Fielder Road Baptist Church opened and dedicated its new church facility this past Sunday. With a Texan flavor, the bold 98,000 square-foot multi-purpose Metro Center hosts food courts, computer kiosks, a retractable chair loft, orchestra pit, and is a state-of-the-art center that will be used for Sunday services and community events.
The Metro Center cost a total of $17 million to build and was constructed over the course of the past 16 months. The building has 1,750 seats, a 16,000 square foot stage and backstage, ticket booths in the lobby, and kiosks from which parishioners can access information about church venues. The first public services are schedules for January 16.
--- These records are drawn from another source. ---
//! Location repository contracts and SQLite implementation.
//!
//! # Responsibility
//! - Provide CRUD APIs over `locations` storage.
//! - Keep the visitation-order cascade and delete reassignment inside one
//!   transaction each.
//! - Own the lazily created "Unknown Location" sentinel row.
//!
//! # Invariants
//! - Write paths call `Location::validate()` before SQL mutations.
//! - Read paths reject invalid persisted state instead of masking it.
//! - The sentinel's reserved order can neither be changed nor taken by a
//!   user location through `update_location`.
//! - Location listing is deterministic:
//!   `visitation_order ASC, name COLLATE NOCASE ASC, uuid ASC`.

use crate::db::migrations::latest_version;
use crate::db::DbError;
use crate::model::location::{
    Location, LocationColor, LocationId, LocationSummary, UNKNOWN_LOCATION_VISITATION_ORDER,
};
use crate::model::shopping_item::ShoppingItemId;
use crate::model::validation::ValidationError;
use log::info;
use rusqlite::{params, Connection, OptionalExtension, Row, Transaction, TransactionBehavior};
use std::error::Error;
use std::fmt::{Display, Formatter};
use uuid::Uuid;

const LOCATION_SELECT_SQL: &str = "SELECT
    uuid,
    name,
    visitation_order,
    red,
    green,
    blue,
    opacity
FROM locations";

const LOCATION_ORDER_SQL: &str = "ORDER BY visitation_order ASC, name COLLATE NOCASE ASC, uuid ASC";

pub type RepoResult<T> = Result<T, RepoError>;

/// Repository error shared by location and item persistence.
#[derive(Debug)]
pub enum RepoError {
    Validation(ValidationError),
    Db(DbError),
    LocationNotFound(LocationId),
    ItemNotFound(ShoppingItemId),
    /// The sentinel location cannot be deleted.
    ProtectedLocation(LocationId),
    /// The update would move the reserved sentinel order onto or off this row.
    ReservedVisitationOrder(LocationId),
    /// Connection schema is not at the expected migrated version.
    UninitializedConnection {
        expected_version: u32,
        actual_version: u32,
    },
    InvalidData(String),
}

impl Display for RepoError {
    fn fmt(&self, f: &mut Formatter<'_>) -> std::fmt::Result {
        match self {
            Self::Validation(err) => write!(f, "{err}"),
            Self::Db(err) => write!(f, "{err}"),
            Self::LocationNotFound(id) => write!(f, "location not found: {id}"),
            Self::ItemNotFound(id) => write!(f, "shopping item not found: {id}"),
            Self::ProtectedLocation(id) => {
                write!(f, "the unknown location cannot be deleted: {id}")
            }
            Self::ReservedVisitationOrder(id) => write!(
                f,
                "visitation order {UNKNOWN_LOCATION_VISITATION_ORDER} is reserved for the unknown location: {id}"
            ),
            Self::UninitializedConnection {
                expected_version,
                actual_version,
            } => write!(
                f,
                "repository requires schema version {expected_version}, got {actual_version}"
            ),
            Self::InvalidData(message) => write!(f, "invalid persisted data: {message}"),
        }
    }
}

impl Error for RepoError {
    fn source(&self) -> Option<&(dyn Error + 'static)> {
        match self {
            Self::Validation(err) => Some(err),
            Self::Db(err) => Some(err),
            _ => None,
        }
    }
}

impl From<ValidationError> for RepoError {
    fn from(value: ValidationError) -> Self {
        Self::Validation(value)
    }
}

impl From<DbError> for RepoError {
    fn from(value: DbError) -> Self {
        Self::Db(value)
    }
}

impl From<rusqlite::Error> for RepoError {
    fn from(value: rusqlite::Error) -> Self {
        Self::Db(DbError::Sqlite(value))
    }
}

/// Repository interface for location operations.
pub trait LocationRepository {
    /// Inserts one location and returns the stored record.
    fn create_location(&self, location: &Location) -> RepoResult<Location>;
    /// Replaces all fields and cascades `visitation_order` to the location's
    /// items. Returns the number of items resynchronized.
    ///
    /// The sentinel keeps its reserved order and no user location may take
    /// it; both cases fail with `RepoError::ReservedVisitationOrder`.
    fn update_location(&self, location: &Location) -> RepoResult<usize>;
    /// Reassigns all items to the sentinel, then deletes the location.
    /// Returns the number of reassigned items.
    fn delete_location(&self, id: LocationId) -> RepoResult<usize>;
    fn get_location(&self, id: LocationId) -> RepoResult<Option<Location>>;
    /// Case-insensitive exact name lookup.
    fn find_location_by_name(&self, name: &str) -> RepoResult<Option<Location>>;
    fn list_locations(&self) -> RepoResult<Vec<Location>>;
    fn list_location_summaries(&self) -> RepoResult<Vec<LocationSummary>>;
    /// Returns the sentinel, inserting it first when absent.
    fn ensure_unknown_location(&self) -> RepoResult<Location>;
}

/// SQLite-backed location repository.
pub struct SqliteLocationRepository<'conn> {
    conn: &'conn Connection,
}

impl<'conn> SqliteLocationRepository<'conn> {
    /// Creates a repository from a migrated connection.
    pub fn try_new(conn: &'conn Connection) -> RepoResult<Self> {
        ensure_store_ready(conn)?;
        Ok(Self { conn })
    }
}

impl LocationRepository for SqliteLocationRepository<'_> {
    fn create_location(&self, location: &Location) -> RepoResult<Location> {
        insert_location(self.conn, location)?;
        load_required_location(self.conn, location.uuid)
    }

    fn update_location(&self, location: &Location) -> RepoResult<usize> {
        location.validate()?;

        let tx = Transaction::new_unchecked(self.conn, TransactionBehavior::Immediate)?;
        let current_order: Option<i32> = tx
            .query_row(
                "SELECT visitation_order FROM locations WHERE uuid = ?1;",
                [location.uuid.to_string()],
                |row| row.get(0),
            )
            .optional()?;
        let Some(current_order) = current_order else {
            return Err(RepoError::LocationNotFound(location.uuid));
        };
        let was_unknown = current_order == UNKNOWN_LOCATION_VISITATION_ORDER;
        if was_unknown != location.is_unknown() {
            return Err(RepoError::ReservedVisitationOrder(location.uuid));
        }

        let changed = tx.execute(
            "UPDATE locations
             SET
                name = ?2,
                visitation_order = ?3,
                red = ?4,
                green = ?5,
                blue = ?6,
                opacity = ?7,
                updated_at = (strftime('%s', 'now') * 1000)
             WHERE uuid = ?1;",
            params![
                location.uuid.to_string(),
                location.name.as_str(),
                location.visitation_order,
                location.color.red,
                location.color.green,
                location.color.blue,
                location.color.opacity,
            ],
        )?;
        if changed == 0 {
            return Err(RepoError::LocationNotFound(location.uuid));
        }

        let resynced = tx.execute(
            "UPDATE shopping_items
             SET
                visitation_order = ?2,
                updated_at = (strftime('%s', 'now') * 1000)
             WHERE location_uuid = ?1;",
            params![location.uuid.to_string(), location.visitation_order],
        )?;

        tx.commit()?;
        Ok(resynced)
    }

    fn delete_location(&self, id: LocationId) -> RepoResult<usize> {
        let tx = Transaction::new_unchecked(self.conn, TransactionBehavior::Immediate)?;
        let order: Option<i32> = tx
            .query_row(
                "SELECT visitation_order FROM locations WHERE uuid = ?1;",
                [id.to_string()],
                |row| row.get(0),
            )
            .optional()?;
        match order {
            None => return Err(RepoError::LocationNotFound(id)),
            Some(UNKNOWN_LOCATION_VISITATION_ORDER) => {
                return Err(RepoError::ProtectedLocation(id))
            }
            Some(_) => {}
        }

        let unknown = ensure_unknown_location_in(&tx)?;
        let reassigned = tx.execute(
            "UPDATE shopping_items
             SET
                location_uuid = ?2,
                visitation_order = ?3,
                updated_at = (strftime('%s', 'now') * 1000)
             WHERE location_uuid = ?1;",
            params![
                id.to_string(),
                unknown.uuid.to_string(),
                unknown.visitation_order
            ],
        )?;
        tx.execute("DELETE FROM locations WHERE uuid = ?1;", [id.to_string()])?;

        tx.commit()?;
        Ok(reassigned)
    }

    fn get_location(&self, id: LocationId) -> RepoResult<Option<Location>> {
        let location = self
            .conn
            .query_row(
                &format!("{LOCATION_SELECT_SQL} WHERE uuid = ?1;"),
                [id.to_string()],
                |row| Ok(parse_location_row(row)),
            )
            .optional()?;
        location.transpose()
    }

    fn find_location_by_name(&self, name: &str) -> RepoResult<Option<Location>> {
        find_location_by_name_in(self.conn, name)
    }

    fn list_locations(&self) -> RepoResult<Vec<Location>> {
        let mut stmt = self
            .conn
            .prepare(&format!("{LOCATION_SELECT_SQL} {LOCATION_ORDER_SQL};"))?;
        let mut rows = stmt.query([])?;
        let mut locations = Vec::new();
        while let Some(row) = rows.next()? {
            locations.push(parse_location_row(row)?);
        }
        Ok(locations)
    }

    fn list_location_summaries(&self) -> RepoResult<Vec<LocationSummary>> {
        let mut stmt = self.conn.prepare(
            "SELECT
                l.uuid AS uuid,
                l.name AS name,
                l.visitation_order AS visitation_order,
                l.red AS red,
                l.green AS green,
                l.blue AS blue,
                l.opacity AS opacity,
                COUNT(i.uuid) AS item_count
             FROM locations l
             LEFT JOIN shopping_items i ON i.location_uuid = l.uuid
             GROUP BY l.uuid
             ORDER BY l.visitation_order ASC, l.name COLLATE NOCASE ASC, l.uuid ASC;",
        )?;
        let mut rows = stmt.query([])?;
        let mut summaries = Vec::new();
        while let Some(row) = rows.next()? {
            let item_count: i64 = row.get("item_count")?;
            summaries.push(LocationSummary {
                location: parse_location_row(row)?,
                item_count: u32::try_from(item_count).map_err(|_| {
                    RepoError::InvalidData(format!("invalid item count `{item_count}`"))
                })?,
            });
        }
        Ok(summaries)
    }

    fn ensure_unknown_location(&self) -> RepoResult<Location> {
        ensure_unknown_location_in(self.conn)
    }
}

/// Inserts a validated location row.
pub(crate) fn insert_location(conn: &Connection, location: &Location) -> RepoResult<()> {
    location.validate()?;
    conn.execute(
        "INSERT INTO locations (
            uuid,
            name,
            visitation_order,
            red,
            green,
            blue,
            opacity
        ) VALUES (?1, ?2, ?3, ?4, ?5, ?6, ?7);",
        params![
            location.uuid.to_string(),
            location.name.as_str(),
            location.visitation_order,
            location.color.red,
            location.color.green,
            location.color.blue,
            location.color.opacity,
        ],
    )?;
    Ok(())
}

/// Returns the sentinel row, inserting it when absent.
///
/// The partial unique index on the reserved order makes the insert a no-op
/// once a sentinel exists, so repeated calls return the same identity.
pub(crate) fn ensure_unknown_location_in(conn: &Connection) -> RepoResult<Location> {
    let candidate = Location::unknown();
    let inserted = conn.execute(
        "INSERT OR IGNORE INTO locations (
            uuid,
            name,
            visitation_order,
            red,
            green,
            blue,
            opacity
        ) VALUES (?1, ?2, ?3, ?4, ?5, ?6, ?7);",
        params![
            candidate.uuid.to_string(),
            candidate.name.as_str(),
            candidate.visitation_order,
            candidate.color.red,
            candidate.color.green,
            candidate.color.blue,
            candidate.color.opacity,
        ],
    )?;
    if inserted == 1 {
        info!(
            "event=unknown_location_created module=repo status=ok location_id={}",
            candidate.uuid
        );
    }

    let location = conn
        .query_row(
            &format!("{LOCATION_SELECT_SQL} WHERE visitation_order = ?1;"),
            [UNKNOWN_LOCATION_VISITATION_ORDER],
            |row| Ok(parse_location_row(row)),
        )
        .optional()?;
    location
        .transpose()?
        .ok_or_else(|| RepoError::InvalidData("unknown location missing after insert".to_string()))
}

pub(crate) fn find_location_by_name_in(
    conn: &Connection,
    name: &str,
) -> RepoResult<Option<Location>> {
    let location = conn
        .query_row(
            &format!(
                "{LOCATION_SELECT_SQL}
                 WHERE name = ?1 COLLATE NOCASE
                 {LOCATION_ORDER_SQL}
                 LIMIT 1;"
            ),
            [name.trim()],
            |row| Ok(parse_location_row(row)),
        )
        .optional()?;
    location.transpose()
}

fn load_required_location(conn: &Connection, id: LocationId) -> RepoResult<Location> {
    let location = conn
        .query_row(
            &format!("{LOCATION_SELECT_SQL} WHERE uuid = ?1;"),
            [id.to_string()],
            |row| Ok(parse_location_row(row)),
        )
        .optional()?;
    location
        .transpose()?
        .ok_or(RepoError::LocationNotFound(id))
}

fn parse_location_row(row: &Row<'_>) -> RepoResult<Location> {
    let uuid_text: String = row.get("uuid")?;
    let location = Location {
        uuid: parse_uuid(&uuid_text, "locations.uuid")?,
        name: row.get("name")?,
        visitation_order: row.get("visitation_order")?,
        color: LocationColor {
            red: row.get("red")?,
            green: row.get("green")?,
            blue: row.get("blue")?,
            opacity: row.get("opacity")?,
        },
    };
    location
        .validate()
        .map_err(|err| RepoError::InvalidData(format!("location {uuid_text}: {err}")))?;
    Ok(location)
}

pub(crate) fn parse_uuid(value: &str, column: &'static str) -> RepoResult<Uuid> {
    Uuid::parse_str(value)
        .map_err(|_| RepoError::InvalidData(format!("invalid uuid `{value}` in {column}")))
}

/// Rejects connections that did not go through `open_db*` migrations.
pub(crate) fn ensure_store_ready(conn: &Connection) -> RepoResult<()> {
    let expected_version = latest_version();
    let actual_version: u32 = conn.query_row("PRAGMA user_version;", [], |row| row.get(0))?;
    if actual_version != expected_version {
        return Err(RepoError::UninitializedConnection {
            expected_version,
            actual_version,
        });
    }
    Ok(())
}
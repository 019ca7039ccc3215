//! Flutter bridge crate for the shopping list core.

pub mod api;
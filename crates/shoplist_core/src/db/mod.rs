//! SQLite object store bootstrap and schema migration entry points.
//!
//! # Responsibility
//! - Open and configure the connection backing locations and items.
//! - Apply schema migrations in deterministic order.
//!
//! # Invariants
//! - Migration version is tracked via `PRAGMA user_version`.
//! - Nothing reads or writes shopping data before migrations succeed.

use std::error::Error;
use std::fmt::{Display, Formatter};

pub mod migrations;
mod open;

pub use open::{open_db, open_db_in_memory};

pub type DbResult<T> = Result<T, DbError>;

#[derive(Debug)]
pub enum DbError {
    Sqlite(rusqlite::Error),
    UnsupportedSchemaVersion {
        db_version: u32,
        latest_supported: u32,
    },
}

impl Display for DbError {
    fn fmt(&self, f: &mut Formatter<'_>) -> std::fmt::Result {
        match self {
            Self::Sqlite(err) => write!(f, "{err}"),
            Self::UnsupportedSchemaVersion {
                db_version,
                latest_supported,
            } => write!(
                f,
                "store schema version {db_version} is newer than supported {latest_supported}"
            ),
        }
    }
}

impl Error for DbError {
    fn source(&self) -> Option<&(dyn Error + 'static)> {
        match self {
            Self::Sqlite(err) => Some(err),
            Self::UnsupportedSchemaVersion { .. } => None,
        }
    }
}

impl From<rusqlite::Error> for DbError {
    fn from(value: rusqlite::Error) -> Self {
        Self::Sqlite(value)
    }
}
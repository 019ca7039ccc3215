//! Core use-case services.
//!
//! # Responsibility
//! - Orchestrate repository calls into use-case level APIs.
//! - Keep forms and the UI bridge decoupled from storage details.

pub mod item_service;
pub mod location_service;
"We're going to use this facility to build bridges of faith to the community," said Dr. Gary Smith, church pastor. Six commercial concerts and community events are booked through March in the Metro Center.
The center itself is well suited for any technological presentations a preacher might want to use. The building is equipped with four catwalks of light in the ceiling, a video-production lab with 20 by 12 foot magnification screens, and a soundboard system capable of movie-quality audio production. In addition to this, there is also room for a 50-piece ensemble in the orchestra pit and a six-piece choir loft that can hold 200 singers.
Although the church will open this next weekend for services, more developments are planned over the next few years. Phases II and III of construction are slated, adding a total of 1,700 more seats, food court, food vendors, grand staircase, and elevators.
"Our goal is to have a total of 7,000 to 8,000 people on campus for our two services every Sunday," said Michael Wierick, executive pastor of the 9,300-member congregation.
The 47-year old church decided to expand at its current location rather than to relocate. Church leaders said that they have worked to smooth relationships with present congregants to simplify the inauguration of the mammoth facility.
Though the building is well-equipped for both preaching and cutting-edge technological performances, the church does not believe the gospel message will be affected.
"It's the same message," said Smith, "and it's preached to one heart at a time."